*Dataset records*.
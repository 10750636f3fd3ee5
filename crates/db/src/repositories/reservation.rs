use chrono::{DateTime, NaiveDate, Utc};
use sqlx::{sqlite::SqliteRow, Row};

use liwa_core::catalog::{AddOn, RoomCategory};
use liwa_core::domain::reservation::{
    EvidenceId, GuestIdentity, PaymentMethod, ReferenceCode, Reservation, ReservationId,
    ReservationStatus,
};

use super::{ReservationChanges, ReservationFilter, ReservationStore, StoreError};
use crate::DbPool;

pub struct SqlReservationStore {
    pool: DbPool,
}

impl SqlReservationStore {
    pub fn new(pool: DbPool) -> Self {
        Self { pool }
    }

    async fn fetch_required(&self, reference: &ReferenceCode) -> Result<Reservation, StoreError> {
        self.find_by_reference(reference).await?.ok_or_else(|| StoreError::NotFound {
            reference: reference.0.clone(),
        })
    }

    /// A conditional write touched zero rows; report why.
    async fn classify_missed_write(&self, reference: &ReferenceCode) -> StoreError {
        match self.find_by_reference(reference).await {
            Ok(Some(_)) => StoreError::VersionConflict { reference: reference.0.clone() },
            Ok(None) => StoreError::NotFound { reference: reference.0.clone() },
            Err(error) => error,
        }
    }
}

const SELECT_COLUMNS: &str = "SELECT
        id,
        reference,
        first_name,
        last_name,
        email,
        phone,
        room,
        check_in,
        check_out,
        adults,
        children,
        add_ons,
        total_amount,
        status,
        payment_method,
        evidence_id,
        version,
        created_at
     FROM reservation";

#[async_trait::async_trait]
impl ReservationStore for SqlReservationStore {
    async fn create(&self, reservation: Reservation) -> Result<(), StoreError> {
        let add_ons = encode_add_ons(&reservation.add_ons)?;

        let result = sqlx::query(
            "INSERT INTO reservation (
                id,
                reference,
                first_name,
                last_name,
                email,
                phone,
                room,
                check_in,
                check_out,
                adults,
                children,
                add_ons,
                total_amount,
                status,
                payment_method,
                evidence_id,
                version,
                created_at
             ) VALUES (?, ?, ?, ?, ?, ?, ?, ?, ?, ?, ?, ?, ?, ?, ?, ?, ?, ?)",
        )
        .bind(&reservation.id.0)
        .bind(&reservation.reference.0)
        .bind(&reservation.guest.first_name)
        .bind(&reservation.guest.last_name)
        .bind(&reservation.guest.email)
        .bind(&reservation.guest.phone)
        .bind(reservation.room.id())
        .bind(encode_date(reservation.check_in))
        .bind(encode_date(reservation.check_out))
        .bind(i64::from(reservation.adults))
        .bind(i64::from(reservation.children))
        .bind(add_ons)
        .bind(reservation.total_amount)
        .bind(reservation.status.as_str())
        .bind(reservation.payment_method.as_str())
        .bind(reservation.evidence.as_ref().map(|id| id.0.as_str()))
        .bind(i64::from(reservation.version))
        .bind(reservation.created_at.to_rfc3339())
        .execute(&self.pool)
        .await;

        match result {
            Ok(_) => Ok(()),
            Err(sqlx::Error::Database(db_error)) if db_error.is_unique_violation() => {
                Err(StoreError::DuplicateReference { reference: reservation.reference.0 })
            }
            Err(error) => Err(error.into()),
        }
    }

    async fn find_by_reference(
        &self,
        reference: &ReferenceCode,
    ) -> Result<Option<Reservation>, StoreError> {
        let row = sqlx::query(&format!("{SELECT_COLUMNS} WHERE reference = ?"))
            .bind(&reference.0)
            .fetch_optional(&self.pool)
            .await?;

        row.map(reservation_from_row).transpose()
    }

    async fn list(&self, filter: ReservationFilter) -> Result<Vec<Reservation>, StoreError> {
        let mut sql = format!("{SELECT_COLUMNS} WHERE 1 = 1");
        if filter.status.is_some() {
            sql.push_str(" AND status = ?");
        }
        if filter.check_in_from.is_some() {
            sql.push_str(" AND check_in >= ?");
        }
        if filter.check_in_to.is_some() {
            sql.push_str(" AND check_in <= ?");
        }
        if filter.search.is_some() {
            sql.push_str(
                " AND (reference LIKE ? OR first_name LIKE ? OR last_name LIKE ? OR email LIKE ?)",
            );
        }
        sql.push_str(" ORDER BY created_at DESC");

        let mut query = sqlx::query(&sql);
        if let Some(status) = filter.status {
            query = query.bind(status.as_str().to_string());
        }
        if let Some(from) = filter.check_in_from {
            query = query.bind(encode_date(from));
        }
        if let Some(to) = filter.check_in_to {
            query = query.bind(encode_date(to));
        }
        if let Some(search) = filter.search {
            let pattern = format!("%{search}%");
            query = query
                .bind(pattern.clone())
                .bind(pattern.clone())
                .bind(pattern.clone())
                .bind(pattern);
        }

        let rows = query.fetch_all(&self.pool).await?;
        rows.into_iter().map(reservation_from_row).collect()
    }

    async fn update_fields(
        &self,
        reference: &ReferenceCode,
        changes: ReservationChanges,
        expected_version: u32,
    ) -> Result<Reservation, StoreError> {
        let add_ons = encode_add_ons(&changes.add_ons)?;

        let result = sqlx::query(
            "UPDATE reservation SET
                room = ?,
                check_in = ?,
                check_out = ?,
                adults = ?,
                children = ?,
                phone = ?,
                add_ons = ?,
                total_amount = ?,
                version = version + 1
             WHERE reference = ? AND version = ?",
        )
        .bind(changes.room.id())
        .bind(encode_date(changes.check_in))
        .bind(encode_date(changes.check_out))
        .bind(i64::from(changes.adults))
        .bind(i64::from(changes.children))
        .bind(&changes.phone)
        .bind(add_ons)
        .bind(changes.total_amount)
        .bind(&reference.0)
        .bind(i64::from(expected_version))
        .execute(&self.pool)
        .await?;

        if result.rows_affected() == 0 {
            return Err(self.classify_missed_write(reference).await);
        }

        self.fetch_required(reference).await
    }

    async fn update_status(
        &self,
        reference: &ReferenceCode,
        status: ReservationStatus,
        expected_version: u32,
    ) -> Result<Reservation, StoreError> {
        let result = sqlx::query(
            "UPDATE reservation SET
                status = ?,
                version = version + 1
             WHERE reference = ? AND version = ?",
        )
        .bind(status.as_str())
        .bind(&reference.0)
        .bind(i64::from(expected_version))
        .execute(&self.pool)
        .await?;

        if result.rows_affected() == 0 {
            return Err(self.classify_missed_write(reference).await);
        }

        self.fetch_required(reference).await
    }
}

fn reservation_from_row(row: SqliteRow) -> Result<Reservation, StoreError> {
    let room_raw = row.try_get::<String, _>("room")?;
    let room = RoomCategory::parse(&room_raw)
        .ok_or_else(|| StoreError::Decode(format!("unknown room category `{room_raw}`")))?;

    let status_raw = row.try_get::<String, _>("status")?;
    let status = ReservationStatus::parse(&status_raw)
        .ok_or_else(|| StoreError::Decode(format!("unknown reservation status `{status_raw}`")))?;

    let payment_raw = row.try_get::<String, _>("payment_method")?;
    let payment_method = PaymentMethod::parse(&payment_raw)
        .ok_or_else(|| StoreError::Decode(format!("unknown payment method `{payment_raw}`")))?;

    Ok(Reservation {
        id: ReservationId(row.try_get("id")?),
        reference: ReferenceCode(row.try_get("reference")?),
        guest: GuestIdentity {
            first_name: row.try_get("first_name")?,
            last_name: row.try_get("last_name")?,
            email: row.try_get("email")?,
            phone: row.try_get("phone")?,
        },
        room,
        check_in: parse_date("check_in", row.try_get("check_in")?)?,
        check_out: parse_date("check_out", row.try_get("check_out")?)?,
        adults: parse_u32("adults", row.try_get("adults")?)?,
        children: parse_u32("children", row.try_get("children")?)?,
        add_ons: decode_add_ons(&row.try_get::<String, _>("add_ons")?)?,
        total_amount: row.try_get("total_amount")?,
        status,
        payment_method,
        evidence: row.try_get::<Option<String>, _>("evidence_id")?.map(EvidenceId),
        version: parse_u32("version", row.try_get("version")?)?,
        created_at: parse_timestamp("created_at", row.try_get("created_at")?)?,
    })
}

fn encode_date(date: NaiveDate) -> String {
    date.format("%Y-%m-%d").to_string()
}

fn encode_add_ons(add_ons: &[AddOn]) -> Result<String, StoreError> {
    let codes: Vec<&str> = add_ons.iter().map(AddOn::code).collect();
    serde_json::to_string(&codes)
        .map_err(|error| StoreError::Decode(format!("could not encode add_ons: {error}")))
}

fn decode_add_ons(raw: &str) -> Result<Vec<AddOn>, StoreError> {
    let codes: Vec<String> = serde_json::from_str(raw)
        .map_err(|error| StoreError::Decode(format!("invalid add_ons payload `{raw}`: {error}")))?;
    codes
        .iter()
        .map(|code| {
            AddOn::parse(code)
                .ok_or_else(|| StoreError::Decode(format!("unknown add-on code `{code}`")))
        })
        .collect()
}

fn parse_u32(column: &str, value: i64) -> Result<u32, StoreError> {
    u32::try_from(value).map_err(|_| {
        StoreError::Decode(format!(
            "invalid value for `{column}` (expected non-negative u32): {value}"
        ))
    })
}

fn parse_date(column: &str, value: String) -> Result<NaiveDate, StoreError> {
    NaiveDate::parse_from_str(&value, "%Y-%m-%d")
        .map_err(|error| StoreError::Decode(format!("invalid date in `{column}`: `{value}` ({error})")))
}

fn parse_timestamp(column: &str, value: String) -> Result<DateTime<Utc>, StoreError> {
    DateTime::parse_from_rfc3339(&value).map(|timestamp| timestamp.with_timezone(&Utc)).map_err(
        |error| StoreError::Decode(format!("invalid timestamp in `{column}`: `{value}` ({error})")),
    )
}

*DESCRIPTION OF THE TASK*. All lines from the one with "fn parse_u32(column: &str, value: i64)" to the end of the entries above are to be written out exactly, the first and last included.

*EXERCISE SOLUTION*.
fn parse_u32(column: &str, value: i64) -> Result<u32, StoreError> {
    u32::try_from(value).map_err(|_| {
        StoreError::Decode(format!(
            "invalid value for `{column}` (expected non-negative u32): {value}"
        ))
    })
}

fn parse_date(column: &str, value: String) -> Result<NaiveDate, StoreError> {
    NaiveDate::parse_from_str(&value, "%Y-%m-%d")
        .map_err(|error| StoreError::Decode(format!("invalid date in `{column}`: `{value}` ({error})")))
}

fn parse_timestamp(column: &str, value: String) -> Result<DateTime<Utc>, StoreError> {
    DateTime::parse_from_rfc3339(&value).map(|timestamp| timestamp.with_timezone(&Utc)).map_err(
        |error| StoreError::Decode(format!("invalid timestamp in `{column}`: `{value}` ({error})")),
    )
}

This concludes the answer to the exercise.